== Segment start ==

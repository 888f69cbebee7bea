//! Overload resolution and the member caches.
//!
//! [`best_method`] and [`best_constructor`] are pure scoring functions.
//! [`MemberResolver`] memoizes their results by [`SignatureKey`], so a
//! repeated lookup never scores again.

mod scoring;

pub use scoring::{TypeRelations, best_constructor, best_method};

use std::sync::Arc;

use vp_reflect::Type;
use vp_reflect::info::{ConstructorInfo, MethodInfo};
use vp_utils::CacheMap;
use vp_utils::hash::{Hashed, NoOpHashState};

// -----------------------------------------------------------------------------
// SignatureKey

/// Lookup flags that are part of a [`SignatureKey`].
#[derive(Debug, Default, Clone, Copy, PartialEq, Eq, Hash)]
pub struct LookupFlags {
    /// Disables the conversion rule of the scoring table.
    pub require_exact: bool,
    /// Only static members are candidates.
    pub statics_only: bool,
}

/// Identifies one overload lookup.
///
/// `None` argument types stand for statically unknown arguments and compare
/// equal to each other.
#[derive(Debug, Clone, PartialEq, Eq, Hash)]
pub struct SignatureKey {
    pub declaring: Type,
    pub name: Arc<str>,
    pub args: Box<[Option<Type>]>,
    pub flags: LookupFlags,
    /// The conversion generation the lookup was scored in.
    pub conversions: u64,
}

impl SignatureKey {
    pub fn new(declaring: &Type, name: &str, args: &[Option<Type>], flags: LookupFlags) -> Self {
        Self {
            declaring: declaring.clone(),
            name: Arc::from(name),
            args: args.into(),
            flags,
            conversions: 0,
        }
    }

    fn scored_with(mut self, rel: &dyn TypeRelations) -> Self {
        self.conversions = rel.conversion_generation();
        self
    }

    /// `true` if `ty` is the declaring type or one of the argument types.
    pub fn mentions(&self, ty: &Type) -> bool {
        mentions(&self.declaring, ty) || self.args.iter().flatten().any(|arg| mentions(arg, ty))
    }
}

fn mentions(haystack: &Type, ty: &Type) -> bool {
    haystack == ty || haystack.element().is_some_and(|elem| mentions(elem, ty))
}

// -----------------------------------------------------------------------------
// MemberResolver

type SignatureCache<V> = CacheMap<Hashed<SignatureKey>, Option<Arc<V>>, NoOpHashState>;

/// Memoizing front of the scoring functions.
///
/// Holds three caches: best method and best constructor by signature, and
/// the constructor list by type. Misses call the candidate closure and score
/// without holding any lock. Signatures carry the conversion generation, so
/// registering a conversion never serves a lookup scored before it.
pub struct MemberResolver {
    methods: SignatureCache<MethodInfo>,
    constructors: SignatureCache<ConstructorInfo>,
    constructor_lists: CacheMap<Type, Arc<[Arc<ConstructorInfo>]>>,
}

impl MemberResolver {
    pub fn new(capacity: usize) -> Self {
        Self {
            methods: CacheMap::new("methods", capacity),
            constructors: CacheMap::new("constructors", capacity),
            constructor_lists: CacheMap::new("constructor lists", capacity),
        }
    }

    /// The best method named `name` on `declaring` for `args`.
    ///
    /// `candidates` is only called on a cache miss.
    pub fn resolve_method(
        &self,
        declaring: &Type,
        name: &str,
        args: &[Option<Type>],
        flags: LookupFlags,
        candidates: impl FnOnce() -> Vec<Arc<MethodInfo>>,
        rel: &dyn TypeRelations,
    ) -> Option<Arc<MethodInfo>> {
        let key = Hashed::new(SignatureKey::new(declaring, name, args, flags).scored_with(rel));
        if let Some(found) = self.methods.get(&key) {
            return found;
        }
        let candidates = candidates();
        let found = best_method(args, &candidates, flags.require_exact, rel).cloned();
        match &found {
            Some(method) => log::debug!("resolved `{}` on `{declaring}` to `{}`", key.name, method.signature()),
            None => log::debug!("no overload of `{name}` on `{declaring}` accepts {args:?}"),
        }
        self.methods.insert(key, found)
    }

    /// The best constructor of `declaring` for `args`.
    ///
    /// `candidates` is only called when neither the signature nor the
    /// constructor list of `declaring` is cached.
    pub fn resolve_constructor(
        &self,
        declaring: &Type,
        args: &[Option<Type>],
        candidates: impl FnOnce() -> Vec<Arc<ConstructorInfo>>,
        rel: &dyn TypeRelations,
    ) -> Option<Arc<ConstructorInfo>> {
        let key = SignatureKey::new(declaring, "new", args, LookupFlags::default()).scored_with(rel);
        let key = Hashed::new(key);
        if let Some(found) = self.constructors.get(&key) {
            return found;
        }
        let list = self.constructors(declaring, candidates);
        let found = best_constructor(args, &list, rel).cloned();
        log::debug!("resolved constructor of `{declaring}` for {args:?}: {}", found.is_some());
        self.constructors.insert(key, found)
    }

    /// The cached constructor list of `declaring`.
    pub fn constructors(
        &self,
        declaring: &Type,
        candidates: impl FnOnce() -> Vec<Arc<ConstructorInfo>>,
    ) -> Arc<[Arc<ConstructorInfo>]> {
        self.constructor_lists
            .get_or_insert_with(declaring.clone(), || Arc::from(candidates()))
    }

    /// Forgets every entry that mentions `ty`.
    pub fn invalidate(&self, ty: &Type) {
        let removed = self.methods.retain(|key, _| !key.mentions(ty))
            + self.constructors.retain(|key, _| !key.mentions(ty))
            + self.constructor_lists.retain(|key, _| !mentions(key, ty));
        log::debug!("invalidated {removed} member cache entries for `{ty}`");
    }

    /// Number of memoized method lookups, including failed ones.
    #[inline]
    pub fn cached_methods(&self) -> usize {
        self.methods.len()
    }

    /// Number of memoized constructor lookups, including failed ones.
    #[inline]
    pub fn cached_constructors(&self) -> usize {
        self.constructors.len()
    }
}

impl std::fmt::Debug for MemberResolver {
    fn fmt(&self, f: &mut std::fmt::Formatter<'_>) -> std::fmt::Result {
        f.debug_struct("MemberResolver")
            .field("methods", &self.methods)
            .field("constructors", &self.constructors)
            .field("constructor_lists", &self.constructor_lists)
            .finish()
    }
}

#[cfg(test)]
mod tests {
    use std::cell::Cell;
    use std::sync::Arc;

    use vp_reflect::info::{ConstructorInfo, MethodInfo};
    use vp_reflect::{Primitive, Type, Value};

    use super::{LookupFlags, MemberResolver, SignatureKey, TypeRelations};

    struct Exact;

    impl TypeRelations for Exact {
        fn is_assignable(&self, target: &Type, source: &Type) -> bool {
            target == source
        }

        fn can_convert(&self, _: &Type, _: Option<&Type>) -> bool {
            false
        }
    }

    fn overloads() -> Vec<Arc<MethodInfo>> {
        vec![
            Arc::new(MethodInfo::new("m", [Type::INT], Type::INT, |_, _| Ok(Value::Int(1)))),
            Arc::new(MethodInfo::new("m", [Type::Boxed(Primitive::Int)], Type::INT, |_, _| {
                Ok(Value::Int(2))
            })),
        ]
    }

    #[test]
    fn hits_skip_candidate_enumeration() {
        let resolver = MemberResolver::new(0);
        let ty = Type::named("demo.A");
        let calls = Cell::new(0);
        let lookup = || {
            resolver.resolve_method(&ty, "m", &[Some(Type::INT)], LookupFlags::default(), || {
                calls.set(calls.get() + 1);
                overloads()
            }, &Exact)
        };

        let first = lookup().unwrap();
        let second = lookup().unwrap();
        assert!(Arc::ptr_eq(&first, &second));
        assert_eq!(first.params(), [Type::INT]);
        assert_eq!(calls.get(), 1);
    }

    #[test]
    fn unknown_arguments_are_part_of_the_key() {
        let resolver = MemberResolver::new(0);
        let ty = Type::named("demo.A");
        let flags = LookupFlags::default();

        let found = resolver.resolve_method(&ty, "m", &[None], flags, overloads, &Exact).unwrap();
        assert_eq!(found.params(), [Type::Boxed(Primitive::Int)]);
        assert!(resolver.resolve_method(&ty, "m", &[Some(Type::BOOL)], flags, overloads, &Exact).is_none());
        assert_ne!(
            SignatureKey::new(&ty, "m", &[None], flags),
            SignatureKey::new(&ty, "m", &[Some(Type::Object)], flags),
        );
    }

    struct Generation(u64);

    impl TypeRelations for Generation {
        fn is_assignable(&self, target: &Type, source: &Type) -> bool {
            target == source
        }

        fn can_convert(&self, target: &Type, _: Option<&Type>) -> bool {
            self.0 > 0 && *target == Type::INT
        }

        fn conversion_generation(&self) -> u64 {
            self.0
        }
    }

    #[test]
    fn new_conversions_are_scored_again() {
        let resolver = MemberResolver::new(0);
        let ty = Type::named("demo.A");
        let args = [Some(Type::String)];
        let flags = LookupFlags::default();

        assert!(resolver.resolve_method(&ty, "m", &args, flags, overloads, &Generation(0)).is_none());
        let found = resolver.resolve_method(&ty, "m", &args, flags, overloads, &Generation(1)).unwrap();
        assert_eq!(found.params(), [Type::INT]);
        assert_eq!(resolver.cached_methods(), 2);
    }

    #[test]
    fn invalidation_drops_entries_mentioning_the_type() {
        let resolver = MemberResolver::new(0);
        let (a, b) = (Type::named("demo.A"), Type::named("demo.B"));
        let flags = LookupFlags::default();
        resolver.resolve_method(&a, "m", &[Some(Type::INT)], flags, overloads, &Exact);
        resolver.resolve_method(&b, "m", &[Some(Type::array_of(a.clone()))], flags, overloads, &Exact);
        resolver.resolve_method(&b, "m", &[Some(Type::INT)], flags, overloads, &Exact);
        let ctors = resolver.constructors(&a, || {
            vec![Arc::new(ConstructorInfo::new([], |_| Ok(Value::Null)))]
        });
        assert_eq!(ctors.len(), 1);

        resolver.invalidate(&a);
        assert_eq!(resolver.cached_methods(), 1);
        assert!(resolver.constructor_lists.is_empty());
    }
}
#[cfg(test)]
mod tests {
    use crate::registry::TypeRegistry;
    use crate::ty::{Primitive, Type};
    use crate::value::Value;

    fn call(path: &str, name: &str, receiver: &Value, args: &[Value]) -> Value {
        let registry = TypeRegistry::new();
        let info = registry.get_with_type_path(path).unwrap();
        let method = info
            .methods_named(name)
            .find(|m| m.params().len() == args.len())
            .unwrap();
        method.invoke(receiver, args).unwrap()
    }

    #[test]
    fn string_methods_count_chars() {
        let s = Value::from("héllo");
        assert_eq!(call("core.String", "length", &s, &[]), Value::Int(5));
        assert_eq!(call("core.String", "charAt", &s, &[Value::Int(1)]), Value::Char('é'));
        assert_eq!(call("core.String", "substring", &s, &[Value::Int(1), Value::Int(3)]), Value::from("él"));
        assert_eq!(call("core.String", "indexOf", &s, &[Value::from("l")]), Value::Int(2));
    }

    #[test]
    fn boxed_types_extend_number() {
        let registry = TypeRegistry::new();
        let info = registry.get(&Type::Boxed(Primitive::Int)).unwrap();
        assert_eq!(info.supertypes(), &[Type::named("core.Number")]);
        assert_eq!(info.field("MAX_VALUE").unwrap().get(&Value::Null), Ok(Value::Int(i32::MAX)));
        assert_eq!(call("core.Number", "doubleValue", &Value::Int(3), &[]), Value::Double(3.0));
    }

    #[test]
    fn math_rounds_half_up() {
        assert_eq!(call("core.Math", "round", &Value::Null, &[Value::Double(2.5)]), Value::Long(3));
        assert_eq!(call("core.Math", "round", &Value::Null, &[Value::Double(-2.5)]), Value::Long(-2));
    }

    #[test]
    fn list_get_is_bounds_checked() {
        let registry = TypeRegistry::new();
        let get = registry
            .get(&Type::List)
            .unwrap()
            .methods_named("get")
            .next()
            .unwrap()
            .clone();
        let list = Value::list([Value::Int(1)]);
        assert_eq!(get.invoke(&list, &[Value::Int(0)]), Ok(Value::Int(1)));
        assert!(get.invoke(&list, &[Value::Int(1)]).is_err());
    }
}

== Segment end ==

:: TASK BRIEF ::
Copy the records above faithfully. Begin at their first line, end at the line containing "memoizes their results", and include nothing else.

:: FINAL ANSWER ::
repository 888f69cbebee7bea
//! Overload resolution and the member caches.
//!
//! [`best_method`] and [`best_constructor`] are pure scoring functions.
//! [`MemberResolver`] memoizes their results by [`SignatureKey`], so a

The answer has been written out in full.